The primary characteristics of ALD are the loss of myelin and the progressive dysfunction of the adrenal gland. The subtypes of ALD include the x-linked form (X-ALD), the adult-onset form, Neonatal ALD and Ovarioleukodystrophy.


X-ALD, the X-Linked form of ALD is found in many races and various ethnic groups in many countries around the world. It is not indigenous to any particular group of people. X-ALD is an X-Linked disorder that affects only males. It is transmitted by a female carrier. It is referred to as X-Linked since the genetic abnormality involves the x-chromosome. It does not manifest in women because they have two x-chromosomes, therefore they have a normal copy of the gene on the other x-chromosome. Since men only have one x-chromosome they have no protection and the symptoms may be seen.

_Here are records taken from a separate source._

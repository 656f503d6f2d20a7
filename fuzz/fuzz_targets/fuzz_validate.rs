//! Fuzz target for card validation.
//!
//! validate_card must never panic, and its outcome must agree with the
//! digit count and the plain checksum.

#![no_main]

use cardcheck::{is_valid, normalize, passes_luhn, validate_card, ValidationError};
use libfuzzer_sys::fuzz_target;

fuzz_target!(|data: &str| {
    let digits = normalize(data);

    match validate_card(data) {
        Ok(result) => {
            assert!(digits.is_card_length());
            assert_eq!(result.is_valid(), passes_luhn(data));
            assert_eq!(result.is_valid(), is_valid(data));
        }
        Err(ValidationError::EmptyInput) => assert!(digits.is_empty()),
        Err(ValidationError::OutOfRangeLength { length, .. }) => {
            assert_eq!(length, digits.len());
            assert!(!is_valid(data));
        }
    }
});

The forms of X-ALD include the classic childhood form which is the most severe. The onset of the disease takes place in boys between the ages of 4 and 10 years. Thirty-five percent of those with X-ALD will develop this severe form. Adrenomyeloneuropathy (AMN) is a milder form of X-ALD. The onset may occur in adolescents or adult men. AMN is recognized as the most common form. It affects approximately fifty percent of patients. The major manifestations of AMN are adrenal impairment, varying degrees of difficulty walking due to spasticity, urinary disturbances and impotence, cognitive defects, emotional disturbances and depression. Patients with AMN are at high risk for developing the cerebral form. Another form of X-ALD is known as the Carriers. Women carriers develop mild neurological symptoms in their later years. The clinical manifestations usually are limited to progressive paraparesis (partial paralysis of the legs), moderate sensory loss and peripheral neuropathy. The cerebral involvement is rare and the adrenal function is almost always intact.

The symptoms of X-ALD, as the disease progresses, include vision loss, seizures, difficulty swallowing and speaking, difficulty walking and with coordination, vomiting, fatigue and increased pigmentation.

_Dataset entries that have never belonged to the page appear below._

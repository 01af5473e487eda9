//! Vultr API client implementation.

use std::collections::BTreeMap;
use std::time::Duration;

use async_trait::async_trait;
use reqwest::{Client, Method, StatusCode};
use tracing::{debug, info, warn};

use super::models::{
    AccountResponse, DomainResponse, LoadBalancersResponse, Record, RecordRequest,
    RecordsResponse,
};
use crate::providers::awscli::AwsCli;
use crate::providers::traits::{
    CloudIdentity, CloudKind, CloudProvider, CloudProviderError, HostedZone, TxtRecord,
};

/// Base URL for Vultr API.
const API_BASE_URL: &str = "https://api.vultr.com";

/// Default timeout for API requests.
const DEFAULT_TIMEOUT_SECS: u64 = 60;

/// Connect timeout for API requests.
const CONNECT_TIMEOUT_SECS: u64 = 10;

/// Default object storage cluster.
const DEFAULT_OBJECT_STORAGE_HOSTNAME: &str = "ewr1.vultrobjects.com";

/// Vultr cloud provider.
#[derive(Clone)]
pub struct Vultr {
    client: Client,
    base_url: String,
    api_key: String,
    region: String,
    objects: AwsCli,
    objects_ready: bool,
}

impl std::fmt::Debug for Vultr {
    fn fmt(&self, f: &mut std::fmt::Formatter<'_>) -> std::fmt::Result {
        f.debug_struct("Vultr")
            .field("base_url", &self.base_url)
            .field("region", &self.region)
            .finish_non_exhaustive()
    }
}

impl Vultr {
    /// Create a new Vultr provider.
    ///
    /// # Errors
    /// Returns error if HTTP client cannot be created.
    pub fn new(
        api_key: impl Into<String>,
        region: impl Into<String>,
        objects: Option<AwsCli>,
    ) -> Result<Self, CloudProviderError> {
        let client = Client::builder()
            .connect_timeout(Duration::from_secs(CONNECT_TIMEOUT_SECS))
            .timeout(Duration::from_secs(DEFAULT_TIMEOUT_SECS))
            .build()?;

        Ok(Self {
            client,
            base_url: API_BASE_URL.to_string(),
            api_key: api_key.into(),
            region: region.into(),
            objects_ready: objects.is_some(),
            objects: objects.unwrap_or_default(),
        })
    }

    /// Build from `VULTR_API_KEY` and the `VULTR_OBJECT_STORAGE_*` variables.
    ///
    /// # Errors
    /// Returns [`CloudProviderError::Config`] if `VULTR_API_KEY` is unset.
    pub fn from_env(region: &str) -> Result<Self, CloudProviderError> {
        let api_key = std::env::var("VULTR_API_KEY")
            .map_err(|_| CloudProviderError::Config("VULTR_API_KEY must be set".to_string()))?;
        let objects = match (
            std::env::var("VULTR_OBJECT_STORAGE_ACCESS_KEY"),
            std::env::var("VULTR_OBJECT_STORAGE_SECRET_KEY"),
        ) {
            (Ok(access), Ok(secret)) => {
                let host = std::env::var("VULTR_OBJECT_STORAGE_HOSTNAME")
                    .unwrap_or_else(|_| DEFAULT_OBJECT_STORAGE_HOSTNAME.to_string());
                Some(AwsCli::s3_compatible(
                    format!("https://{host}"),
                    region,
                    access,
                    secret,
                ))
            }
            _ => None,
        };
        Self::new(api_key, region, objects)
    }

    /// Point the client at a different API root (used by tests).
    #[must_use]
    pub fn with_base_url(mut self, base_url: impl Into<String>) -> Self {
        self.base_url = base_url.into();
        self
    }

    async fn get<T: serde::de::DeserializeOwned>(&self, path: &str) -> Result<T, CloudProviderError> {
        let url = format!("{}{path}", self.base_url);
        debug!(url = %url, "GET request");
        let response = self
            .client
            .get(&url)
            .bearer_auth(&self.api_key)
            .send()
            .await?;

        let status = response.status();
        let text = response.text().await?;
        if status.is_success() {
            serde_json::from_str(&text).map_err(|e| {
                warn!(error = %e, "Failed to parse response");
                CloudProviderError::Serialization(e)
            })
        } else {
            Err(Self::error_for(status, text))
        }
    }

    async fn send(
        &self,
        method: Method,
        path: &str,
        body: Option<&RecordRequest>,
    ) -> Result<(), CloudProviderError> {
        let url = format!("{}{path}", self.base_url);
        debug!(url = %url, method = %method, "Request");
        let mut request = self.client.request(method, &url).bearer_auth(&self.api_key);
        if let Some(body) = body {
            request = request.json(body);
        }
        let response = request.send().await?;
        let status = response.status();
        if status.is_success() {
            Ok(())
        } else {
            Err(Self::error_for(status, response.text().await?))
        }
    }

    fn error_for(status: StatusCode, text: String) -> CloudProviderError {
        match status {
            StatusCode::NOT_FOUND => CloudProviderError::NotFound(text),
            StatusCode::UNAUTHORIZED | StatusCode::FORBIDDEN => CloudProviderError::Auth(text),
            _ => CloudProviderError::Api {
                status: status.as_u16(),
                message: text,
            },
        }
    }

    async fn find_txt(
        &self,
        zone: &HostedZone,
        record: &TxtRecord,
    ) -> Result<Option<Record>, CloudProviderError> {
        let response: RecordsResponse = self
            .get(&format!("/v2/domains/{}/records?per_page=500", zone.name))
            .await?;
        let relative = record.relative_name(&zone.name);
        Ok(response
            .records
            .into_iter()
            .find(|r| r.record_type == "TXT" && r.name == relative))
    }

    fn objects(&self) -> Result<&AwsCli, CloudProviderError> {
        if self.objects_ready {
            Ok(&self.objects)
        } else {
            Err(CloudProviderError::Config(
                "VULTR_OBJECT_STORAGE_ACCESS_KEY and VULTR_OBJECT_STORAGE_SECRET_KEY must be set"
                    .to_string(),
            ))
        }
    }
}

#[async_trait]
impl CloudProvider for Vultr {
    fn kind(&self) -> CloudKind {
        CloudKind::Vultr
    }

    fn region(&self) -> &str {
        &self.region
    }

    async fn identity(&self) -> Result<CloudIdentity, CloudProviderError> {
        let response: AccountResponse = self.get("/v2/account").await?;
        Ok(CloudIdentity {
            account_id: response.account.email.clone(),
            principal: if response.account.name.is_empty() {
                response.account.email
            } else {
                response.account.name
            },
        })
    }

    async fn hosted_zone(&self, domain: &str) -> Result<HostedZone, CloudProviderError> {
        match self.get::<DomainResponse>(&format!("/v2/domains/{domain}")).await {
            Ok(response) => Ok(HostedZone {
                id: response.domain.domain.clone(),
                name: response.domain.domain,
            }),
            Err(CloudProviderError::NotFound(_)) => {
                Err(CloudProviderError::HostedZoneNotFound(domain.to_string()))
            }
            Err(e) => Err(e),
        }
    }

    async fn upsert_txt_record(
        &self,
        zone: &HostedZone,
        record: &TxtRecord,
    ) -> Result<(), CloudProviderError> {
        let body = RecordRequest {
            name: record.relative_name(&zone.name),
            record_type: "TXT".to_string(),
            data: record.value.clone(),
            ttl: record.ttl,
        };
        if let Some(existing) = self.find_txt(zone, record).await? {
            info!(record = %record.name, "Updating Vultr TXT record");
            let path = format!("/v2/domains/{}/records/{}", zone.name, existing.id);
            self.send(Method::PATCH, &path, Some(&body)).await
        } else {
            info!(record = %record.name, "Creating Vultr TXT record");
            let path = format!("/v2/domains/{}/records", zone.name);
            self.send(Method::POST, &path, Some(&body)).await
        }
    }

    async fn delete_txt_record(
        &self,
        zone: &HostedZone,
        record: &TxtRecord,
    ) -> Result<(), CloudProviderError> {
        if let Some(existing) = self.find_txt(zone, record).await? {
            info!(record = %record.name, "Deleting Vultr TXT record");
            let path = format!("/v2/domains/{}/records/{}", zone.name, existing.id);
            self.send(Method::DELETE, &path, None).await?;
        }
        Ok(())
    }

    async fn create_bucket(&self, name: &str) -> Result<(), CloudProviderError> {
        info!(bucket = %name, "Creating Vultr object storage bucket");
        self.objects()?.create_bucket(name).await
    }

    async fn delete_bucket(&self, name: &str) -> Result<(), CloudProviderError> {
        info!(bucket = %name, "Deleting Vultr object storage bucket");
        self.objects()?.delete_bucket(name).await
    }

    async fn load_balancers(&self, cluster: &str) -> Result<Vec<String>, CloudProviderError> {
        let response: LoadBalancersResponse = self.get("/v2/load-balancers").await?;
        Ok(response
            .load_balancers
            .into_iter()
            .filter(|lb| lb.label.contains(cluster))
            .map(|lb| lb.id)
            .collect())
    }

    fn load_balancer_grace(&self) -> Duration {
        // Vultr LBs are released with the VKE cluster; a short grace is enough.
        Duration::from_secs(60)
    }

    fn terraform_env(&self) -> BTreeMap<String, String> {
        let mut env = BTreeMap::new();
        env.insert("VULTR_API_KEY".to_string(), self.api_key.clone());
        env.insert("TF_VAR_vultr_region".to_string(), self.region.clone());
        for key in [
            "VULTR_OBJECT_STORAGE_ACCESS_KEY",
            "VULTR_OBJECT_STORAGE_SECRET_KEY",
        ] {
            if let Ok(value) = std::env::var(key) {
                env.insert(key.to_string(), value);
            }
        }
        env
    }
}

The adult-onset form progresses much slower than child-onset ALD. Adult-onset can cause deterioration of brain function and some serious symptoms that are seen in the child-onset form. Symptoms usually do not appear until young adulthood.

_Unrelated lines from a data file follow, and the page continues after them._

//! DigitalOcean API request and response models.

use serde::{Deserialize, Serialize};

/// `GET /v2/account` response.
#[derive(Debug, Clone, Deserialize)]
pub struct AccountResponse {
    /// Account details.
    pub account: Account,
}

/// A DigitalOcean account.
#[derive(Debug, Clone, Deserialize)]
pub struct Account {
    /// Account uuid.
    pub uuid: String,
    /// Owner e-mail.
    pub email: String,
}

/// `GET /v2/domains/{name}` response.
#[derive(Debug, Clone, Deserialize)]
pub struct DomainResponse {
    /// The domain.
    pub domain: Domain,
}

/// A managed domain.
#[derive(Debug, Clone, Deserialize)]
pub struct Domain {
    /// Domain apex.
    pub name: String,
}

/// `GET /v2/domains/{name}/records` response.
#[derive(Debug, Clone, Deserialize)]
pub struct DomainRecordsResponse {
    /// Matching records.
    #[serde(default)]
    pub domain_records: Vec<DomainRecord>,
}

/// A DNS record.
#[derive(Debug, Clone, Deserialize)]
pub struct DomainRecord {
    /// Record id.
    pub id: u64,
    /// Record type.
    #[serde(rename = "type")]
    pub record_type: String,
    /// Name relative to the domain (`@` for the apex).
    pub name: String,
    /// Record value.
    pub data: String,
}

/// Body for creating or updating a record.
#[derive(Debug, Clone, Serialize)]
pub struct DomainRecordRequest {
    /// Record type.
    #[serde(rename = "type")]
    pub record_type: String,
    /// Name relative to the domain.
    pub name: String,
    /// Record value.
    pub data: String,
    /// TTL in seconds; DigitalOcean enforces a floor of 30.
    pub ttl: u32,
}

/// `GET /v2/kubernetes/clusters` response.
#[derive(Debug, Clone, Deserialize)]
pub struct KubernetesClustersResponse {
    /// Clusters on the account.
    #[serde(default)]
    pub kubernetes_clusters: Vec<KubernetesCluster>,
}

/// A DOKS cluster.
#[derive(Debug, Clone, Deserialize)]
pub struct KubernetesCluster {
    /// Cluster id.
    pub id: String,
    /// Cluster name.
    pub name: String,
}

/// `GET /v2/load_balancers` response.
#[derive(Debug, Clone, Deserialize)]
pub struct LoadBalancersResponse {
    /// Load balancers on the account.
    #[serde(default)]
    pub load_balancers: Vec<LoadBalancer>,
}

/// A load balancer.
#[derive(Debug, Clone, Deserialize)]
pub struct LoadBalancer {
    /// Load balancer id.
    pub id: String,
    /// Name.
    pub name: String,
    /// Tag linking it to a DOKS cluster (`k8s:<cluster-id>`).
    #[serde(default)]
    pub tag: String,
}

Neonatal ALD affects both male and female newborns. The abnormal genes are located on the x-chromosome. The symptoms can be severe and progress quickly. Symptoms include facial abnormalities, mental retardation, seizures that often start on the first day of life, degeneration of the retina, muscle tone problems, liver problems, adrenal gland dysfunction.


Ovarioleukodystrophy is generally seen only in women. It causes the loss of ovarian function. The symptoms include weakness or paralysis of the lower limbs, muscle tone problems, visual problems, urinary problems and progressive dementia.

There is very accurate diagnostic testing available for ALD, but due to the lack of awareness by lay persons and doctors it is is hard to request the tests. Diagnosis can be made by a simple blood sample two different ways. The first way is by looking at the level of VLFCA’s in the blood. It can also be done by using DNA.

There is no cure for ALD, but there are treatment options. Dietary treatments such as Lorenzo’s Oil in combination with a diet low in VLCFA have been used with limited success, especially before the disease symptoms appear. Studies show positive long term results with this approach. A bone marrow transplant is another treatment option. This has been proven to help ALD patients who are either pre-symptomatic or exhibiting mild symptoms early in the course of the disease. It is not recommended for those suffering from AMD or a very advanced onset of ALD.

The prognosis is generally poor, except after a successful bone marrow transplant. It is possible for death to occur within one to ten years after the onset of symptoms due to the progression of the disease. Adrenoleukodystrophy can show its devastating and lethal appearance without warning. The lack of awareness only makes the disease more deadly.